Try it> Below is a block of entries; repeat exactly the lines starting at the line that contains "fn processed_chunk_ids(&self, collection: &str)" and ending at the line that contains "(normalized) key matches", both included.

Saved data entries>
━━━━━━━━━━

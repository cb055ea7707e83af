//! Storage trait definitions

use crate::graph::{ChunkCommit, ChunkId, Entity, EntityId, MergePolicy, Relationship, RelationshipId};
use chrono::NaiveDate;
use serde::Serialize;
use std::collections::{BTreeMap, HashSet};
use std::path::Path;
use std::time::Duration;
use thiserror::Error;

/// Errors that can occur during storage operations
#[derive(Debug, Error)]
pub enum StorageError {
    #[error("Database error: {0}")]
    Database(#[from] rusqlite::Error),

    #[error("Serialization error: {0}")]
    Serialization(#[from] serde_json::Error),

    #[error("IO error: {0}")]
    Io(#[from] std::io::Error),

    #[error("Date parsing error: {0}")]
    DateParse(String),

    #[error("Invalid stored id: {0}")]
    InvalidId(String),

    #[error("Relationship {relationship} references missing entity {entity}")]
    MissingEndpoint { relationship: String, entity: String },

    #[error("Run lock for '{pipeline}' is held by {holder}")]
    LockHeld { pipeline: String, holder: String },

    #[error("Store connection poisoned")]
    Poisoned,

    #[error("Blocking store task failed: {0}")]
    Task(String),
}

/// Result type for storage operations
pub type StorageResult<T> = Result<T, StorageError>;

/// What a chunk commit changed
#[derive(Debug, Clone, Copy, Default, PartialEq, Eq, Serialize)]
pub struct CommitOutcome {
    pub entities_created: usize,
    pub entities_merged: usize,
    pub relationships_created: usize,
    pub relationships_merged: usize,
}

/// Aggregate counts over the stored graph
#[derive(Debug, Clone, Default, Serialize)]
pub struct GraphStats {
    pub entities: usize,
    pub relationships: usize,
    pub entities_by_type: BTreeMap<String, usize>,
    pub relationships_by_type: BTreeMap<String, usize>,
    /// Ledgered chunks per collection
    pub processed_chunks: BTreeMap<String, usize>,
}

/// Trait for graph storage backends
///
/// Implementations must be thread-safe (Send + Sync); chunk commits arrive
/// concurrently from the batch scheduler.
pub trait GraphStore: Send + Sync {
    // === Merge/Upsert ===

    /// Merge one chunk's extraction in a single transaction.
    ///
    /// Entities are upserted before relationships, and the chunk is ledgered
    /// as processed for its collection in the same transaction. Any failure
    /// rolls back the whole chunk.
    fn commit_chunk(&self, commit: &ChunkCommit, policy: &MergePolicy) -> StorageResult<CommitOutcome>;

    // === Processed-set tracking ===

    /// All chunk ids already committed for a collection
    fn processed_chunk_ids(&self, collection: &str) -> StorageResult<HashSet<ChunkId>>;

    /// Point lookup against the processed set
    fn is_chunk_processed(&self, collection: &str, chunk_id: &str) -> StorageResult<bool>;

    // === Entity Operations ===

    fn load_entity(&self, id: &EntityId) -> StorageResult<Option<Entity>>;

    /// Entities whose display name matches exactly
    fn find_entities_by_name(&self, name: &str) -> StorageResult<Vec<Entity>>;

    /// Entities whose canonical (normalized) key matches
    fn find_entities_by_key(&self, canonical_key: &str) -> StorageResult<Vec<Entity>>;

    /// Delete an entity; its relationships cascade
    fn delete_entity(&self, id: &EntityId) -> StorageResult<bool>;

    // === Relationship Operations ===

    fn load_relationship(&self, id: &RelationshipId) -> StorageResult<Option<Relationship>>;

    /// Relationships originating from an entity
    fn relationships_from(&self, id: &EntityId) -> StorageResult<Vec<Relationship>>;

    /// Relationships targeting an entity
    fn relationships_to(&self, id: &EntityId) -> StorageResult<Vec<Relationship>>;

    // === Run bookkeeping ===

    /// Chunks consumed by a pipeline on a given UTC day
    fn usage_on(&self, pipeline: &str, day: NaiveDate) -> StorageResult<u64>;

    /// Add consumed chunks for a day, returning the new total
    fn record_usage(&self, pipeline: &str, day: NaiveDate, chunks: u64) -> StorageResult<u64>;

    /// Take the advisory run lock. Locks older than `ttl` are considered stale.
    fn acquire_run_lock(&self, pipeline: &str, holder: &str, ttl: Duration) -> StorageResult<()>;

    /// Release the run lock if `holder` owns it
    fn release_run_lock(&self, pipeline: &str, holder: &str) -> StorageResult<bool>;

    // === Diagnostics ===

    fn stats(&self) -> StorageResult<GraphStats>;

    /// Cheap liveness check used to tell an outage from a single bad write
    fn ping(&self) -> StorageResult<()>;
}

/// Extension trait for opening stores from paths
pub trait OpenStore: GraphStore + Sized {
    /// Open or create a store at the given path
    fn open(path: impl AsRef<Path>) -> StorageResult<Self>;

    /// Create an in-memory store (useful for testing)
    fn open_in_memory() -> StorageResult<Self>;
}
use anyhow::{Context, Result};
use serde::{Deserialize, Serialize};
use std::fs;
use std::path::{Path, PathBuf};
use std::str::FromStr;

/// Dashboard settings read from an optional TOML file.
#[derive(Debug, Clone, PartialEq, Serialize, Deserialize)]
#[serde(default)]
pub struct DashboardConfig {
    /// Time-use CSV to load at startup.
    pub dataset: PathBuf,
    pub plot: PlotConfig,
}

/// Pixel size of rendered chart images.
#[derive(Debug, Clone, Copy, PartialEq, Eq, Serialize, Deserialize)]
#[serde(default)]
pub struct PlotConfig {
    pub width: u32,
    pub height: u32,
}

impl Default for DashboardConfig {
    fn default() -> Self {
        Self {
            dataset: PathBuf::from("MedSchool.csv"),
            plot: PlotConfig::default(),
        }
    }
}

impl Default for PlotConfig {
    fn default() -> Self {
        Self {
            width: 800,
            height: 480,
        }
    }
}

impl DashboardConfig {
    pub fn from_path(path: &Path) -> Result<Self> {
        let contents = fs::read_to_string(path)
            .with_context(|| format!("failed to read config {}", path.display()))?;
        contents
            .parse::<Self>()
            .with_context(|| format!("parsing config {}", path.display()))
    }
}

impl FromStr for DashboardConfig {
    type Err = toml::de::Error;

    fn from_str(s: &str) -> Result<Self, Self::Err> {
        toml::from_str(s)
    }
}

━━━━━━━━━━

Exercise solution>
    fn processed_chunk_ids(&self, collection: &str) -> StorageResult<HashSet<ChunkId>>;

    /// Point lookup against the processed set
    fn is_chunk_processed(&self, collection: &str, chunk_id: &str) -> StorageResult<bool>;

    // === Entity Operations ===

    fn load_entity(&self, id: &EntityId) -> StorageResult<Option<Entity>>;

    /// Entities whose display name matches exactly
    fn find_entities_by_name(&self, name: &str) -> StorageResult<Vec<Entity>>;

    /// Entities whose canonical (normalized) key matches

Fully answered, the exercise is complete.